_Problem requirements_
Report how many lines in the data include "backed", with the number as the only reply.

=== Begin Enclosure ===

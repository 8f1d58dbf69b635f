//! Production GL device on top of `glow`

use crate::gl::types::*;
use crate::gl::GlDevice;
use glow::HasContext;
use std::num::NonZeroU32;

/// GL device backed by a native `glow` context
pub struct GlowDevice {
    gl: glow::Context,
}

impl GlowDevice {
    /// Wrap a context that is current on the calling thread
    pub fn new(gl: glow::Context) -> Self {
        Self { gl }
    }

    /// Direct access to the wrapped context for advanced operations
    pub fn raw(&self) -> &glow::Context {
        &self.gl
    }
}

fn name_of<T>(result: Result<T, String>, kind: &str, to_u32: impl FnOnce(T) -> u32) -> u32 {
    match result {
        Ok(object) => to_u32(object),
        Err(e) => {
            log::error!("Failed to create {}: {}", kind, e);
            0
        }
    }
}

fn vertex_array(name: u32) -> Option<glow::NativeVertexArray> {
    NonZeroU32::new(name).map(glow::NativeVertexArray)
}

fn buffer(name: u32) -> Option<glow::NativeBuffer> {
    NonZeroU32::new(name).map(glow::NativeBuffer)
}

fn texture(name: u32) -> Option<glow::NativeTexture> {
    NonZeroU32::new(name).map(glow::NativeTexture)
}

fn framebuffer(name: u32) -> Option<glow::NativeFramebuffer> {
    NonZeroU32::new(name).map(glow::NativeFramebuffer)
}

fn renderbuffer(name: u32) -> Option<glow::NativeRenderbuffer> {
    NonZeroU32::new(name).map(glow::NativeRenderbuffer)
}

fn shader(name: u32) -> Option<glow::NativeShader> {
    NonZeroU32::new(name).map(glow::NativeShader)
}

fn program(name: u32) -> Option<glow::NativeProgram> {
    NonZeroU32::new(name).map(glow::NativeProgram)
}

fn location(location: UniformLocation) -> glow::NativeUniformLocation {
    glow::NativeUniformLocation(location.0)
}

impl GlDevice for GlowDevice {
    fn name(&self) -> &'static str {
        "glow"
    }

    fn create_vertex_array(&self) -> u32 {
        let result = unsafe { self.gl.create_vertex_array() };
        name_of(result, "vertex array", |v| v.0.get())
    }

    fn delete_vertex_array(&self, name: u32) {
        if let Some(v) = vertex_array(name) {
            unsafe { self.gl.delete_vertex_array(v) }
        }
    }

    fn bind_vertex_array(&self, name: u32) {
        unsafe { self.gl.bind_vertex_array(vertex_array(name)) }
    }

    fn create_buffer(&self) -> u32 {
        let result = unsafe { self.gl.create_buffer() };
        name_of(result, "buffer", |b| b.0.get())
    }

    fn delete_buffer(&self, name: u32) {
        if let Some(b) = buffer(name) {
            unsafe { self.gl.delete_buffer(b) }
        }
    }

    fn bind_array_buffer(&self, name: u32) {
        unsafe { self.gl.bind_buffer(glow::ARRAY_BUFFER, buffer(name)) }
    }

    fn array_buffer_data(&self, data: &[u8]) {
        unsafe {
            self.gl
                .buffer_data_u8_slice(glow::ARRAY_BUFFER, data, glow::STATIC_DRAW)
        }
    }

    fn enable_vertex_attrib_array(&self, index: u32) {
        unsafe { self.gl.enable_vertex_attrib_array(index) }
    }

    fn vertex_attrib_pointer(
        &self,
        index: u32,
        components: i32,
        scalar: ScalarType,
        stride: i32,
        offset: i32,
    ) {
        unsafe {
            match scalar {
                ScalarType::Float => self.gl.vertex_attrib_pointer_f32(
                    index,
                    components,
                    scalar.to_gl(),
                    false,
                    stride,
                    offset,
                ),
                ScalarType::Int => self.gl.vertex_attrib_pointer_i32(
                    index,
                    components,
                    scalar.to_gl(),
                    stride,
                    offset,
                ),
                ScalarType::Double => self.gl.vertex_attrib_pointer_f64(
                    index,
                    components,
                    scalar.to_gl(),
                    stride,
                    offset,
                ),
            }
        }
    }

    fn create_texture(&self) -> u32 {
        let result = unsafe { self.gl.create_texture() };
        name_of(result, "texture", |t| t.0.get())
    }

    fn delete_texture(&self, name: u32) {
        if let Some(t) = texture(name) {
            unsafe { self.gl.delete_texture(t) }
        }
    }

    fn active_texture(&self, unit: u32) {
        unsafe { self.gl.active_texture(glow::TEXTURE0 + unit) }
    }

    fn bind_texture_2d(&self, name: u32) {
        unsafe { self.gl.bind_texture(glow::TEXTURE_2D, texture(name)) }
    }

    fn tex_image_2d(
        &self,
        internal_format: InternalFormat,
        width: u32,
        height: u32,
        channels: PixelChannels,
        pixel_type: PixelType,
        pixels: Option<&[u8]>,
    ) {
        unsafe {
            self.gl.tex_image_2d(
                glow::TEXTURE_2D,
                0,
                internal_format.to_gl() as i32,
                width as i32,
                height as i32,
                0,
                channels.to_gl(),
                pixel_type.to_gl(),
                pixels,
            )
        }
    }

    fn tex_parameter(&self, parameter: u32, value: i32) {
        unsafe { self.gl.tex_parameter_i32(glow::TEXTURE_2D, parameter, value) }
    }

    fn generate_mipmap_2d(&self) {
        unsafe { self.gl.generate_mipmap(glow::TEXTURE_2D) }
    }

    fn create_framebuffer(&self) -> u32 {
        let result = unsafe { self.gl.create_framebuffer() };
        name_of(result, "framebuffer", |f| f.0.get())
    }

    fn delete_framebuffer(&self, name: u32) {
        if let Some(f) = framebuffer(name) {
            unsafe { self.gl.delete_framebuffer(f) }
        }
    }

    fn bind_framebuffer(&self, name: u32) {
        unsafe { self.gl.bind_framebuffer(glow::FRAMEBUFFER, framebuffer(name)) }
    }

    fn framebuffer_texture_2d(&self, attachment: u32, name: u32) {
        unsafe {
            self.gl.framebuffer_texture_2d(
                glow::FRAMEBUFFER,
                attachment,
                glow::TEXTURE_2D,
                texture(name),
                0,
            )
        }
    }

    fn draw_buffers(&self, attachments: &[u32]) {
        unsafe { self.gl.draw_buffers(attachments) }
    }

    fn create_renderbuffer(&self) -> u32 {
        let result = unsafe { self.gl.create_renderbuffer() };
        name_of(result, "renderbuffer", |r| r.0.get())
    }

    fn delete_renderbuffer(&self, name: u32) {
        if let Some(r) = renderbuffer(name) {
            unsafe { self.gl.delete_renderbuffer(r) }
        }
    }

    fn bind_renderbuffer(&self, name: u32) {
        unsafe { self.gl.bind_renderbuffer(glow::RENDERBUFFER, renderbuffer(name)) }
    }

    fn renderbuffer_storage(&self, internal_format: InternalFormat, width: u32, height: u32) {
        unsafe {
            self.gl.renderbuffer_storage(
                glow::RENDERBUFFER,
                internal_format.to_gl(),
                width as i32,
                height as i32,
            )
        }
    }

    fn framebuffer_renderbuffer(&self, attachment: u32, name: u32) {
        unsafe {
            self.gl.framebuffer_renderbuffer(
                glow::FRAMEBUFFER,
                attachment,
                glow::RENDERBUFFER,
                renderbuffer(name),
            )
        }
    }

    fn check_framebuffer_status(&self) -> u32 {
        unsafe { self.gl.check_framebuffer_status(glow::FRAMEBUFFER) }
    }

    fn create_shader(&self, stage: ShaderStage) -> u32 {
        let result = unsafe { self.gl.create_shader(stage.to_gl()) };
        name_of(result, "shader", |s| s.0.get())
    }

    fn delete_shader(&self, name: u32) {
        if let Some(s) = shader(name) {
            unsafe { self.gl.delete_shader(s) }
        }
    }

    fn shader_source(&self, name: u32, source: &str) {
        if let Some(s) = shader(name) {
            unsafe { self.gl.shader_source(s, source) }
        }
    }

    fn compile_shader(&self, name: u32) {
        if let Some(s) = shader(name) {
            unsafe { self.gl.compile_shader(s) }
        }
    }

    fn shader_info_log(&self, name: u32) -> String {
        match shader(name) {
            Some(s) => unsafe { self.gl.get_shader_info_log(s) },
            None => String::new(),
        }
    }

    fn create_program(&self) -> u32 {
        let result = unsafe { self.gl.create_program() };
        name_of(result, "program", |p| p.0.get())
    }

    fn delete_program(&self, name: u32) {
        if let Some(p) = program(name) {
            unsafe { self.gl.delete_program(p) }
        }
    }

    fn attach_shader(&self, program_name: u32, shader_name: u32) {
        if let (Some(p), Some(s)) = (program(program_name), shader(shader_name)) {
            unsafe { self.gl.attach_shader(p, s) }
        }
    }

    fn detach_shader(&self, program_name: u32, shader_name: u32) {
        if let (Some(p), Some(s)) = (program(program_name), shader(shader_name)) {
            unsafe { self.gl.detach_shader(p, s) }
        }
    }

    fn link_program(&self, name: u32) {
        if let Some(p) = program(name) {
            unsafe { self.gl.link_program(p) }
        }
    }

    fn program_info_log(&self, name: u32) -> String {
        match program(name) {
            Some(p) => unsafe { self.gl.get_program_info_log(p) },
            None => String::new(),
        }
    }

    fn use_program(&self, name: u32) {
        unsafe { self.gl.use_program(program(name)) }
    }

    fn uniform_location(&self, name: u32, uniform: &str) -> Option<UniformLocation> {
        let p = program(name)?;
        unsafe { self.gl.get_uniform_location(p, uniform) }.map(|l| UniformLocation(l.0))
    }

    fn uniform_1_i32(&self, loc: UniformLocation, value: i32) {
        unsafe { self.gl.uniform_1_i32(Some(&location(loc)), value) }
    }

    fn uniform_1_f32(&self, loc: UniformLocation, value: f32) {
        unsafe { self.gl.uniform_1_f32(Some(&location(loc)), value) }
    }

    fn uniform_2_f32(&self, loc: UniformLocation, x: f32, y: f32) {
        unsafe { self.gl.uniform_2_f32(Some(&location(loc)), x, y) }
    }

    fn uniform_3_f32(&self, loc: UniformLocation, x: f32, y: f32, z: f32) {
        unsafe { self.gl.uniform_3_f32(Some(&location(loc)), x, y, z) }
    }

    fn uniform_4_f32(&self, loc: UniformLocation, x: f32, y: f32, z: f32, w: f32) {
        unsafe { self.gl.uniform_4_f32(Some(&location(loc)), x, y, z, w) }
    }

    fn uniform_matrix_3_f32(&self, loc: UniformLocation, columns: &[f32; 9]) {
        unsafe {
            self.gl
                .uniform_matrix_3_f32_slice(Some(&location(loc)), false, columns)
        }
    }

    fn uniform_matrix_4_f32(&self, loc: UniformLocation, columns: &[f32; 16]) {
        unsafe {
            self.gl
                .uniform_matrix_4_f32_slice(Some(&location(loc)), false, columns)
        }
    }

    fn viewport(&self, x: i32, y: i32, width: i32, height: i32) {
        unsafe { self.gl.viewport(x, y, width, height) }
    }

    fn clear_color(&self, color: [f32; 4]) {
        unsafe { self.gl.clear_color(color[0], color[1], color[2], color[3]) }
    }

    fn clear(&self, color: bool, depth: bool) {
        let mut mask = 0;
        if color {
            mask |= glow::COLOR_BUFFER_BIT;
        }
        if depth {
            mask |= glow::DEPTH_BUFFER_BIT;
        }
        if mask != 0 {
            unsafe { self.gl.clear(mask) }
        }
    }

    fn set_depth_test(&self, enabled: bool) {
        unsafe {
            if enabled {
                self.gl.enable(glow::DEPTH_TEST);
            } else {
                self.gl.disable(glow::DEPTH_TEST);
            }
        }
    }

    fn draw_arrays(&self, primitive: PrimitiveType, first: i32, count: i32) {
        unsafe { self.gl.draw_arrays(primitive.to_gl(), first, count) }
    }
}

=== End Enclosure ===
=== Begin Enclosure ===

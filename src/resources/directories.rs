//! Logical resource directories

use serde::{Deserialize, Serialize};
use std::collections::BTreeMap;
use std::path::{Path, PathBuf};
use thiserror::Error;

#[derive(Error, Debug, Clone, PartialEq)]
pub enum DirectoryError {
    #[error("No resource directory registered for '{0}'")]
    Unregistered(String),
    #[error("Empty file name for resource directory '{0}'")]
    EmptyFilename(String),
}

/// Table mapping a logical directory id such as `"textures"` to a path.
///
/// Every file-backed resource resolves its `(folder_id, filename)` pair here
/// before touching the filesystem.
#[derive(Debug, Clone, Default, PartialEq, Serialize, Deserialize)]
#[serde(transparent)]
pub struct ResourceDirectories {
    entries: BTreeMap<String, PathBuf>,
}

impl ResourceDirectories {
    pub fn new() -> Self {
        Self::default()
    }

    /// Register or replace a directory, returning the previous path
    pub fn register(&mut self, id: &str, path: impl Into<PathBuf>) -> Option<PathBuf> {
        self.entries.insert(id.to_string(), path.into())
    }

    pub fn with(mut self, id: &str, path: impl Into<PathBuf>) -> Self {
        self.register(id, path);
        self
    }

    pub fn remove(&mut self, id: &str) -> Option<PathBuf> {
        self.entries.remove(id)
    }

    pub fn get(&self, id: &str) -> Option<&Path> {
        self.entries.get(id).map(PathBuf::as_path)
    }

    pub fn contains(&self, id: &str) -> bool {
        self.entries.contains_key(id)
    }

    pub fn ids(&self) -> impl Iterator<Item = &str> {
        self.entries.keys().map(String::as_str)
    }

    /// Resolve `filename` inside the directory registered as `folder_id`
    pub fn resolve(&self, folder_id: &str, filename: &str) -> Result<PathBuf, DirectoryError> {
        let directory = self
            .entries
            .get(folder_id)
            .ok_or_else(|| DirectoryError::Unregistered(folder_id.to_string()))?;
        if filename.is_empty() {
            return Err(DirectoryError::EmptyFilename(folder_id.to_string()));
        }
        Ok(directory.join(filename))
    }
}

=== End Enclosure ===

_Task solution_
2